Information

DedupBench is a benchmarking tool for data chunking techniques used in data deduplication. DedupBench is designed for extensibility, allowing new chunking techniques to be implemented with minimal additional code. DedupBench is also designed to be used with generic datasets, allowing for the comparison of a large number of data chunking techniques.

DedupBench currently supports many state-of-the-art data chunking and hashing algorithms. Please cite the relevant publications from this list if you use the code from this repository:

  [1] Udayashankar, S., Baba, A. and Al-Kiswany, S., 2025, February. VectorCDC: Accelerating Data Deduplication with SSE/AVX Instructions. In 2025 USENIX 23rd Conference on File and Storage Technologies (FAST). USENIX
  [2] Udayashankar, S., Baba, A. and Al-Kiswany, S., 2024, December. SeqCDC: Hashless Content-Defined Chunking for Data Deduplication. In 2024 ACM/IFIP 25th International Middleware Conference (MIDDLEWARE). ACM
  [3] Jarah, MA., Udayashankar, S., Baba, A. and Al-Kiswany, S., 2024, July. The Impact of Low-Entropy on Chunking Techniques for Data Deduplication. In 2024 IEEE 17th International Conference on Cloud Computing (CLOUD) (pp. 134-140). IEEE.
  [4] Liu, A., Baba, A., Udayashankar, S. and Al-Kiswany, S., 2023, September. DedupBench: A Benchmarking Tool for Data Chunking Techniques. In 2023 IEEE Canadian Conference on Electrical and Computer Engineering (CCECE) (pp. 469-474). IEEE.

Installation

Install prerequisites. Note that these commands are for Ubuntu 22.04.

  sudo apt update
  sudo apt install libssl-dev
  sudo apt install python3
  sudo apt install python3-pip
  python3 -m pip install matplotlib
  python3 -m pip install seaborn

Clone and build the repository.

  git clone https://github.com/UWASL/dedup-bench.git
  cd dedup-bench/build/
  make clean
  make

If AVX-512 support is required, these are the alternative build commands. Note that building with this option on a machine without AVX-512 support will result in runtime errors.
```
  make clean
  make EXTRA_COMPILER_FLAGS='-mavx512f -mavx512vl -mavx512bw'
```

Generate a dataset consisting of random data for testing. This generates three 1GB files with random ASCII characters on Ubuntu 22.04.

  mkdir random_dataset
  cd random_dataset/
  base64 /dev/urandom | head -c 1000000000 > random_1.txt
  base64 /dev/urandom | head -c 1000000000 > random_2.txt
  base64 /dev/urandom | head -c 1000000000 > random_3.txt

Alternatively, download and use the VM Dataset from DedupBench (details below).

Running dedup-bench

This section describes how to run dedup-bench. You can run dedup-bench using our preconfigured scripts for 8KB chunks or manually if you want custom techniques/chunk sizes.

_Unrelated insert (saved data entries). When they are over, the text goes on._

use crate::client::{BibRecord, MetadataSource};
use crate::{Error, Result};
use serde::{Deserialize, Serialize};
use std::path::{Path, PathBuf};
use std::sync::Mutex;
use tracing::{debug, info};

/// One executed rename. Entries are append-only and never deleted; `undone`
/// is the only field mutated after creation, flipped false to true exactly
/// once by an undo.
#[derive(Debug, Clone, Serialize, Deserialize)]
pub struct JournalEntry {
    pub original_path: PathBuf,
    pub new_path: PathBuf,
    /// UTC, ISO-8601
    pub timestamp: String,
    pub metadata_source: MetadataSource,
    pub session_id: String,
    pub metadata: BibRecord,
    pub undone: bool,
}

/// Per-entry outcome of a session undo
#[derive(Debug)]
pub struct SessionUndoItem {
    /// Journal index of the entry
    pub index: usize,
    pub outcome: Result<PathBuf>,
}

/// Append-only journal of executed renames backed by a JSON file.
///
/// Every mutation is a full read-modify-write of the whole sequence, guarded
/// by a mutex so concurrent batches serialize on a single writer. Entry
/// indices are stable forever because entries are never removed.
pub struct Journal {
    path: PathBuf,
    write_lock: Mutex<()>,
}

impl Journal {
    pub fn new<P: Into<PathBuf>>(path: P) -> Self {
        Self {
            path: path.into(),
            write_lock: Mutex::new(()),
        }
    }

    /// Path of the backing file
    pub fn path(&self) -> &Path {
        &self.path
    }

    /// The full ordered journal; a missing file is an empty journal
    pub fn history(&self) -> Result<Vec<JournalEntry>> {
        self.load()
    }

    fn load(&self) -> Result<Vec<JournalEntry>> {
        if !self.path.exists() {
            return Ok(Vec::new());
        }
        let raw = std::fs::read_to_string(&self.path)?;
        Ok(serde_json::from_str(&raw)?)
    }

    fn save(&self, entries: &[JournalEntry]) -> Result<()> {
        if let Some(parent) = self.path.parent() {
            std::fs::create_dir_all(parent)?;
        }
        std::fs::write(&self.path, serde_json::to_string_pretty(entries)?)?;
        Ok(())
    }

    /// Append an entry for a rename that has already been performed on disk.
    /// Returns the entry's stable index.
    pub fn append(&self, entry: JournalEntry) -> Result<usize> {
        let _guard = self.write_lock.lock().unwrap_or_else(|e| e.into_inner());
        let mut entries = self.load()?;
        entries.push(entry);
        self.save(&entries)?;
        debug!("Journal entry {} appended", entries.len() - 1);
        Ok(entries.len() - 1)
    }

    /// Undo one rename by its journal index, moving the file back to its
    /// original path and flipping the entry's `undone` flag.
    ///
    /// The journal is re-read under the lock before any check so the
    /// decision is made against current state, not a stale snapshot.
    pub fn undo_single(&self, index: usize) -> Result<PathBuf> {
        let _guard = self.write_lock.lock().unwrap_or_else(|e| e.into_inner());
        let mut entries = self.load()?;

        let entry = entries
            .get(index)
            .ok_or(Error::InvalidIndex { index })?;
        if entry.undone {
            return Err(Error::AlreadyUndone { index });
        }
        if !entry.new_path.exists() {
            return Err(Error::TargetMissing {
                path: entry.new_path.clone(),
            });
        }
        if entry.original_path.exists() {
            return Err(Error::SourceOccupied {
                path: entry.original_path.clone(),
            });
        }

        std::fs::rename(&entry.new_path, &entry.original_path)?;
        let restored = entry.original_path.clone();
        entries[index].undone = true;
        self.save(&entries)?;

        info!("Restored {}", restored.display());
        Ok(restored)
    }

    /// Undo every non-undone entry of a session, in journal order. Each
    /// entry's outcome is collected independently; one failure does not halt
    /// the rest of the session.
    pub fn undo_session(&self, session_id: &str) -> Result<Vec<SessionUndoItem>> {
        let candidates: Vec<usize> = self
            .load()?
            .iter()
            .enumerate()
            .filter(|(_, e)| e.session_id == session_id && !e.undone)
            .map(|(i, _)| i)
            .collect();

        // undo_single re-reads the journal before each mutation, so entries
        // undone or touched by another writer in the meantime are judged
        // against current state
        let mut results = Vec::with_capacity(candidates.len());
        for index in candidates {
            results.push(SessionUndoItem {
                index,
                outcome: self.undo_single(index),
            });
        }
        Ok(results)
    }
}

Preconfigured Run - 8 KB chunks

We have created scripts to run dedup-bench with an 8KB average chunk size on any given dataset. These commands run all the CDC techniques shown in the VectorCDC paper from FAST 2025.

Go into the dedup-bench build directory.

  cd <dedup_bench_root_dir>/build/

Run dedup-script with your chosen dataset. Replace <path_to_dataset> with the directory of the random dataset you previously created / any other dataset of your choice. Note that VRAM-512 will not run when compiled without AVX-512 support.

  ./dedup_script.sh -t 8kb_fast25 <path_to_dataset>

Plot a graph with the throughput results from all CDC algorithms (including VRAM) on your dataset. The graph is saved in results_graph.png.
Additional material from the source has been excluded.